The film, which has not aged well, was nevertheless a precursor to fatness becoming a prevailing theme in the burgeoning reality TV landscape of the early 2000s.

During FOX's run of "American Idol," Simon Cowell judged contestants, particularly women, on both their vocal ability and their appearance. Meanwhile, fellow judge Randy Jackson's weight became a common punchline for scorned contestants. The insults persisted until Jackson had gastric bypass surgery to lose weight.

"The Biggest Loser," which shamed teams of fat people into competing with one another to lose weight in record time, engaged in an approach to fitness that many dieticians now say is unhealthy. The show was rebooted this winter in a "kinder" format, but while the trainers may be different, the guiding principles are the same.
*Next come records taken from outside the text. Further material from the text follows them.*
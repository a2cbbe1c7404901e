//! Index lookup planning and execution.
//!
//! A lookup request names an index per query context, column hints that
//! constrain the scan, an optional residual filter, and the columns to
//! yield. The planner compiles each context into one of four pipeline
//! shapes, joins them under a shared dedup/aggregate trailer, and the plan
//! executes against an `IndexAccess` implementation on the storage node.

pub mod cache;
pub mod exec;
pub mod expr;
pub mod plan;
pub mod planner;

pub use cache::{IndexCache, SchemaCache, SpaceInfo};
pub use exec::{IndexAccess, IndexEntry, KeyParts, LookupResult, VertexCache};
pub use plan::{NodeId, Plan, PlanNode};
pub use planner::LookupPlanner;

use vela_common::value::Value;
use vela_common::{IndexId, SpaceId};

use expr::Expr;

/// Column names that resolve from the index entry key instead of a record.
pub const VID_COL: &str = "_vid";
pub const TAG_COL: &str = "_tag";
pub const SRC_COL: &str = "_src";
pub const TYPE_COL: &str = "_type";
pub const RANK_COL: &str = "_rank";
pub const DST_COL: &str = "_dst";

/// True for columns that decode from key parts of an index entry.
pub fn is_key_component(name: &str) -> bool {
    matches!(
        name,
        VID_COL | TAG_COL | SRC_COL | TYPE_COL | RANK_COL | DST_COL
    )
}

/// Column names valid inside an edge key.
pub fn is_edge_key_component(name: &str) -> bool {
    matches!(name, SRC_COL | TYPE_COL | RANK_COL | DST_COL)
}

/// Per-column predicate constraining an index scan.
#[derive(Clone, Debug, PartialEq)]
pub enum ColumnHint {
    /// Equality on one indexed column; usable as a scan-prefix component.
    Equal { column: String, value: Value },
    /// Half-open range `[begin, end)` on one indexed column. Either bound
    /// may be absent.
    Range {
        column: String,
        begin: Option<Value>,
        end: Option<Value>,
    },
}

impl ColumnHint {
    pub fn column(&self) -> &str {
        match self {
            ColumnHint::Equal { column, .. } => column,
            ColumnHint::Range { column, .. } => column,
        }
    }
}

/// One index choice with its hints and optional residual filter.
#[derive(Clone, Debug)]
pub struct IndexQueryContext {
    pub index_id: IndexId,
    pub column_hints: Vec<ColumnHint>,
    pub filter: Option<Expr>,
}

/// The lookup request a storage node receives.
#[derive(Clone, Debug)]
pub struct LookupIndexRequest {
    pub space_id: SpaceId,
    pub is_edge: bool,
    pub tag_or_edge_id: i32,
    pub contexts: Vec<IndexQueryContext>,
    pub yield_columns: Vec<String>,
}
In 2020, it feels strange that we are still having to debate why shows that promote unhealthy ideas about body image are — at best — psychologically damaging for millions of Americans. But despite societal progress in many areas, cultural mores toward weight have not shifted much. Bias and discrimination against fat bodies runs rampant in workplaces, health care and various social settings. Estimates based on current trends suggest that half of Americans will be considered obese by the end of the decade. Even so, in 49 states, employees can still be fired because of their weight. Multiple studies show employers are less likely to hire fat women, with hiring managers less likely to acknowledge their leadership potential and career aptitude and more likely to associate their bodies with laziness and unprofessionalism.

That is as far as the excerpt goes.